Sandri's comment drew a strong round of applause. But the feelings of unity were soured just one day later, when Republican Sen. Ted Cruz of Texas, another keynote speaker, told the IDC crowd, including Christians from Palestine and Lebanon, "Christians have no greater ally than Israel."

The senator's comment so angered the audience and elicited such a strong refrain of boos that Cruz was eventually forced to walk off stage. "If you do not stand with Israel and the Jews," he said before exiting, "then I will not stand with you."

In the aftermath, many accused the 2016 presidential hopeful of taking a bull-in-a-china-shop approach to an exceedingly sensitive cultural and religious situation, and of hijacking the conference for his own political gain.

Cruz himself called the incident "a shameful display of bigotry and hatred," in a statement to Breitbart News. Elsewhere, the political right rushed to defend, nay, praise the tea party senator. "What a display of spine, poise, and grace," wrote Jay Nordlinger in the National Review.

The controversy showed just how susceptible the American movement to assist Middle East Christian minorities is to political interference, and confirmed suspicions that the inclusion of polarizing right-wing political figures like Cruz or John Ashcroft -- another keynote speaker at the conference -- would only serve to hobble the effort.

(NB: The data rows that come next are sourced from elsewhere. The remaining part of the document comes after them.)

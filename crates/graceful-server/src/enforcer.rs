//! Grace-period enforcement.
//!
//! Once the drain is armed, [`TimeoutEnforcer`] races a single timer against
//! the tracker's completion signal. If the timer wins, the remaining
//! connections are force-closed. A zero grace period disarms the timer
//! entirely: the server then waits for every connection to finish on its own.

use std::time::Duration;

use crate::state::StopReason;
use crate::tracker::ConnectionTracker;

/// Races the grace period against the drain.
#[derive(Debug, Clone, Copy, PartialEq, Eq)]
pub struct TimeoutEnforcer {
    grace: Duration,
}

impl TimeoutEnforcer {
    /// Creates an enforcer for the given grace period.
    #[must_use]
    pub const fn new(grace: Duration) -> Self {
        Self { grace }
    }

    /// Returns the grace period.
    #[must_use]
    pub const fn grace(&self) -> Duration {
        self.grace
    }

    /// Returns `false` when the grace period is zero and nothing will ever
    /// be force-closed.
    #[must_use]
    pub const fn is_armed(&self) -> bool {
        !self.grace.is_zero()
    }

    /// Waits until the server is stopped, force-closing on expiry.
    ///
    /// `force_close` runs at most once, only if the timer expires first, and
    /// before the completion signal is fulfilled.
    pub async fn enforce(self, tracker: &ConnectionTracker, force_close: impl FnOnce()) -> StopReason {
        let completion = tracker.completion();

        if !self.is_armed() {
            tracing::debug!("grace period disabled, waiting for connections to drain");
            completion.wait().await;
            return StopReason::Drained;
        }

        tokio::select! {
            () = completion.wait() => {
                tracing::debug!("connections drained before the grace period expired");
                StopReason::Drained
            }
            () = tokio::time::sleep(self.grace) => {
                let live = tracker.live_connections();
                if tracker.finish(StopReason::TimedOut, force_close) {
                    tracing::warn!(
                        grace_ms = u64::try_from(self.grace.as_millis()).unwrap_or(u64::MAX),
                        live,
                        "grace period expired, forcing remaining connections closed"
                    );
                    StopReason::TimedOut
                } else {
                    StopReason::Drained
                }
            }
        }
    }
}
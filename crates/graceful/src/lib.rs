//! # Graceful
//!
//! Graceful shutdown for Hyper/Tokio servers.
//!
//! - **Server**: connection tracking, interrupt and explicit stop triggers,
//!   grace-period enforcement and a bundled HTTP/1.1 engine
//! - **Config**: layered TOML/JSON/env configuration
//! - **Telemetry**: structured logs and Prometheus metrics
//!
//! ## Quick Start
//!
//! ```rust,ignore
//! use graceful::prelude::*;
//! use std::time::Duration;
//!
//! #[tokio::main]
//! async fn main() -> Result<(), Box<dyn std::error::Error>> {
//!     let engine = HttpEngine::new(|_req| async { respond(StatusCode::OK, "hello") });
//!     let server = Server::builder(engine)
//!         .http_addr("0.0.0.0:8080")
//!         .shutdown_timeout(Duration::from_secs(10))
//!         .handle_os_signals(true)
//!         .build();
//!
//!     server.listen_and_serve().await?;
//!     Ok(())
//! }
//! ```
//!
//! ## Lifecycle
//!
//! ```text
//! Running --(interrupt | stop | listener exit)--> ShuttingDown --(drain | timeout)--> Stopped
//! ```

#![doc(html_root_url = "https://docs.rs/graceful/0.1.0")]
#![warn(missing_docs)]
#![forbid(unsafe_code)]

// Re-export server types
pub use graceful_server as server;

// Re-export configuration types
pub use graceful_config as config;

// Re-export telemetry types
pub use graceful_telemetry as telemetry;

/// Prelude module for convenient imports.
pub mod prelude {
    pub use graceful_config::{ConfigLoader, GracefulConfig};
    pub use graceful_server::{
        on_upgrade, respond, CompletionSignal, ConnInfo, ConnState, Engine, HijackPolicy,
        HttpEngine, HttpResponse, InterruptSource, Server, ServerConfig, ServerError,
        ShutdownState, Upgraded,
    };
    pub use graceful_telemetry::{init_telemetry, TelemetryConfig};
    pub use http::StatusCode;
}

Before the IDC conference, Arab American Institute President Jim Zogby, an advisory board member to IDC, told NCR, "I'm wary of the role that people like Ted Cruz or Christian evangelicals from the right who get involved in this might play, because I fear that they almost want to reduce this to a tribal conflict."

Speaking again to NCR the day following the incident, Zogby lamented the effect of Cruz's participation. "There are pages and pages of articles on Google today about the conference," he said, "and there is only one that I saw that wasn't about Ted Cruz."

Zogby continued: "I'm still debating whether he was setting up a Sister Souljah moment for himself, or whether he was flummoxed by a reaction he didn't expect. Either way, ignorance or malevolent intent, the effect was the same. ... It was just an awful, awful display."

La Civita, of the Catholic Near East Welfare Association, himself a panelist at the IDC event, pulled no punches. "Ted Cruz's only crusade," he said, "Ted Cruz's only interest, is Ted Cruz."

"Many of the people in that room were victims of persecution," La Civita said. "Many of them were victims of oppression. Most of those Christians in the room were from areas that remain technically at war with Israel, and to be told that the state of Israel is your best ally, well, that's a bitter pill to swallow.

"And potentially dangerous back home," he added.

But La Civita urged journalists and others to downplay the kind of "political stunt" he thinks Cruz pulled at IDC. The stakes are too high, he says, the meaning too significant.

"This is not just about religious freedom," he said. "This is about the restoration of pluralistic societies in the Middle East. This is about nation states enabling their citizens to prosper and thrive, based not on their religious identity, but on what they can provide to the building up of the community. This is much broader than just in defense of Christians."